- Collected data
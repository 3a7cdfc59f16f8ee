//! Persistence capability for properties

use crate::core::entity::Property;
use crate::core::query::{Page, Pageable, PropertyFilter};
use anyhow::Result;
use async_trait::async_trait;

/// Storage backend for [`Property`] records
///
/// Each call is independently atomic; nothing here composes calls into a
/// transaction. Implementations report failures as `anyhow` errors, which the
/// service layer surfaces as internal errors.
#[async_trait]
pub trait PropertyRepository: Send + Sync {
    /// Get a property by id
    async fn find_by_id(&self, id: i64) -> Result<Option<Property>>;

    /// Every stored property, ordered by id
    async fn find_all(&self) -> Result<Vec<Property>>;

    /// Properties matching `filter`, sorted and sliced per `pageable`
    async fn find_all_by_filter(
        &self,
        filter: &PropertyFilter,
        pageable: &Pageable,
    ) -> Result<Page<Property>>;

    async fn exists_by_id(&self, id: i64) -> Result<bool>;

    /// Insert or replace
    ///
    /// A property without an id is inserted and receives a new one. A property
    /// with an id replaces the stored record with that id in full (or is
    /// inserted under it if absent). Returns the stored record.
    async fn save(&self, property: Property) -> Result<Property>;

    /// Remove the property with `id`; removing an absent id is a no-op
    async fn delete_by_id(&self, id: i64) -> Result<()>;
}
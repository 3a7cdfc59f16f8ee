//! Request body validation
//!
//! Bodies are validated as raw JSON against a [`FieldRules`] set before they are
//! deserialized, so a missing or mistyped field is reported as a field error
//! with the value that was actually sent instead of a serde failure.

pub mod extractor;
pub mod rules;
pub mod validators;

pub use extractor::ValidatedJson;
pub use rules::FieldRules;

use serde::de::DeserializeOwned;

/// Types that can be deserialized from a validated request body
pub trait ValidatedInput: DeserializeOwned {
    /// Field rules the raw JSON must satisfy
    fn rules() -> FieldRules;
}
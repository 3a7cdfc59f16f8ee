//! Query parameters, filtering and pagination
//!
//! `GET /properties` accepts:
//!
//! ```text
//! GET /properties?location=bogota&price=100000&sizeProperty=80&page=0&size=20&sort=price,desc
//! ```
//!
//! - `location`: case-insensitive substring of the address
//! - `price`: minimum price (inclusive)
//! - `sizeProperty`: minimum size (inclusive)
//! - `page`: zero-based page index
//! - `size`: page size
//! - `sort`: `field`, `field,asc|desc` or `field:asc|desc`
//!
//! Every sort is tie-broken by id ascending so pages are stable.

use crate::config::PaginationConfig;
use crate::core::entity::Property;
use crate::core::error::{AppError, AppResult};
use serde::{Deserialize, Serialize};
use std::cmp::Ordering;

/// Raw query string of the list endpoint
#[derive(Debug, Clone, Default, Deserialize)]
#[serde(rename_all = "camelCase")]
pub struct PropertyQuery {
    pub location: Option<String>,
    pub price: Option<f64>,
    pub size_property: Option<f64>,
    pub page: Option<i64>,
    pub size: Option<i64>,
    pub sort: Option<String>,
}

impl PropertyQuery {
    pub fn filter(&self) -> PropertyFilter {
        PropertyFilter {
            location: self
                .location
                .clone()
                .filter(|s| !s.trim().is_empty()),
            min_price: self.price,
            min_size: self.size_property,
        }
    }

    pub fn pageable(&self, config: &PaginationConfig) -> AppResult<Pageable> {
        let sort = self.sort.as_deref().map(Sort::parse).transpose()?;
        Ok(Pageable::normalized(self.page, self.size, sort, config))
    }
}

// =============================================================================
// Filter
// =============================================================================

/// Conjunctive, independently optional property filter
///
/// An absent criterion places no constraint.
#[derive(Debug, Clone, Default, PartialEq)]
pub struct PropertyFilter {
    /// Case-insensitive substring of the address
    pub location: Option<String>,
    /// Inclusive lower bound on price
    pub min_price: Option<f64>,
    /// Inclusive lower bound on size
    pub min_size: Option<f64>,
}

impl PropertyFilter {
    pub fn matches(&self, property: &Property) -> bool {
        self.location
            .as_deref()
            .is_none_or(|needle| property.address_contains(needle))
            && self.min_price.is_none_or(|min| property.price >= min)
            && self.min_size.is_none_or(|min| property.size >= min)
    }
}

// =============================================================================
// Sort
// =============================================================================

#[derive(Debug, Clone, Copy, PartialEq, Eq)]
pub enum SortField {
    Id,
    Address,
    Price,
    Size,
    Description,
}

impl SortField {
    pub fn parse(name: &str) -> Option<Self> {
        match name {
            "id" => Some(SortField::Id),
            "address" => Some(SortField::Address),
            "price" => Some(SortField::Price),
            "size" => Some(SortField::Size),
            "description" => Some(SortField::Description),
            _ => None,
        }
    }

    /// Column backing this field in SQL stores
    pub fn column(self) -> &'static str {
        match self {
            SortField::Id => "id",
            SortField::Address => "address",
            SortField::Price => "price",
            SortField::Size => "size",
            SortField::Description => "description",
        }
    }
}

#[derive(Debug, Clone, Copy, PartialEq, Eq, Default)]
pub enum SortDirection {
    #[default]
    Asc,
    Desc,
}

#[derive(Debug, Clone, Copy, PartialEq, Eq)]
pub struct Sort {
    pub field: SortField,
    pub direction: SortDirection,
}

impl Default for Sort {
    fn default() -> Self {
        Self {
            field: SortField::Id,
            direction: SortDirection::Asc,
        }
    }
}

impl Sort {
    pub fn asc(field: SortField) -> Self {
        Self {
            field,
            direction: SortDirection::Asc,
        }
    }

    pub fn desc(field: SortField) -> Self {
        Self {
            field,
            direction: SortDirection::Desc,
        }
    }

    /// Parse `field`, `field,dir` or `field:dir`
    pub fn parse(expr: &str) -> AppResult<Self> {
        let mut parts = expr.splitn(2, [',', ':']);
        let name = parts.next().unwrap_or_default().trim();
        let field = SortField::parse(name)
            .ok_or_else(|| AppError::bad_request(format!("Unknown sort property '{}'", name)))?;

        let direction = match parts.next().map(|d| d.trim().to_ascii_lowercase()) {
            None => SortDirection::Asc,
            Some(d) if d.is_empty() || d == "asc" => SortDirection::Asc,
            Some(d) if d == "desc" => SortDirection::Desc,
            Some(d) => {
                return Err(AppError::bad_request(format!(
                    "Unknown sort direction '{}'",
                    d
                )));
            }
        };

        Ok(Self { field, direction })
    }

    /// Total order on properties: the sort key, then id ascending
    pub fn compare(&self, a: &Property, b: &Property) -> Ordering {
        let primary = match self.field {
            SortField::Id => a.id.cmp(&b.id),
            SortField::Address => a.address.cmp(&b.address),
            SortField::Price => a.price.total_cmp(&b.price),
            SortField::Size => a.size.total_cmp(&b.size),
            SortField::Description => a.description.cmp(&b.description),
        };
        let primary = match self.direction {
            SortDirection::Asc => primary,
            SortDirection::Desc => primary.reverse(),
        };
        primary.then_with(|| a.id.cmp(&b.id))
    }
}

// =============================================================================
// Pagination
// =============================================================================

/// A normalized page request
#[derive(Debug, Clone, Copy, PartialEq, Eq)]
pub struct Pageable {
    /// Zero-based page index
    pub page: usize,
    /// Page size, at least 1
    pub size: usize,
    pub sort: Sort,
}

impl Pageable {
    pub fn new(page: usize, size: usize, sort: Sort) -> Self {
        Self {
            page,
            size: size.max(1),
            sort,
        }
    }

    /// Apply the list endpoint's defaults and bounds
    ///
    /// Negative pages start at 0, sizes below 1 fall back to the default and
    /// sizes above the maximum are capped.
    pub fn normalized(
        page: Option<i64>,
        size: Option<i64>,
        sort: Option<Sort>,
        config: &PaginationConfig,
    ) -> Self {
        let page = page.unwrap_or(0).max(0) as usize;
        let size = match size {
            Some(s) if s >= 1 => (s as usize).min(config.max_size),
            _ => config.default_size,
        };
        Self::new(page, size, sort.unwrap_or_default())
    }

    pub fn offset(&self) -> usize {
        self.page.saturating_mul(self.size)
    }
}

impl Default for Pageable {
    fn default() -> Self {
        Self::new(0, PaginationConfig::default().default_size, Sort::default())
    }
}

/// One page of results
#[derive(Debug, Clone, PartialEq, Serialize)]
#[serde(rename_all = "camelCase")]
pub struct Page<T> {
    pub content: Vec<T>,
    /// Number of items matching the query across all pages
    pub total_elements: usize,
    pub total_pages: usize,
    /// Zero-based index of this page
    pub number: usize,
    /// Requested page size
    pub size: usize,
    pub number_of_elements: usize,
    pub first: bool,
    pub last: bool,
    pub empty: bool,
}

impl<T> Page<T> {
    pub fn new(content: Vec<T>, pageable: &Pageable, total_elements: usize) -> Self {
        let size = pageable.size.max(1);
        let total_pages = total_elements.div_ceil(size);
        let number_of_elements = content.len();

        Self {
            total_elements,
            total_pages,
            number: pageable.page,
            size,
            number_of_elements,
            first: pageable.page == 0,
            last: pageable.page + 1 >= total_pages,
            empty: number_of_elements == 0,
            content,
        }
    }
}

impl Page<Property> {
    /// Sort, then slice an already-filtered collection
    pub fn from_unpaged(mut items: Vec<Property>, pageable: &Pageable) -> Self {
        items.sort_by(|a, b| pageable.sort.compare(a, b));
        let total = items.len();
        let content = items
            .into_iter()
            .skip(pageable.offset())
            .take(pageable.size)
            .collect();
        Self::new(content, pageable, total)
    }
}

- WORK TO COMPLETE
In the data above, repeat exactly each line from the first through the line that contains "#[async_trait]", and give nothing else.

- RESULT BELOW
repository 3a7cdfc59f16f8ee
//! Persistence capability for properties

use crate::core::entity::Property;
use crate::core::query::{Page, Pageable, PropertyFilter};
use anyhow::Result;
use async_trait::async_trait;

/// Storage backend for [`Property`] records
///
/// Each call is independently atomic; nothing here composes calls into a
/// transaction. Implementations report failures as `anyhow` errors, which the
/// service layer surfaces as internal errors.
#[async_trait]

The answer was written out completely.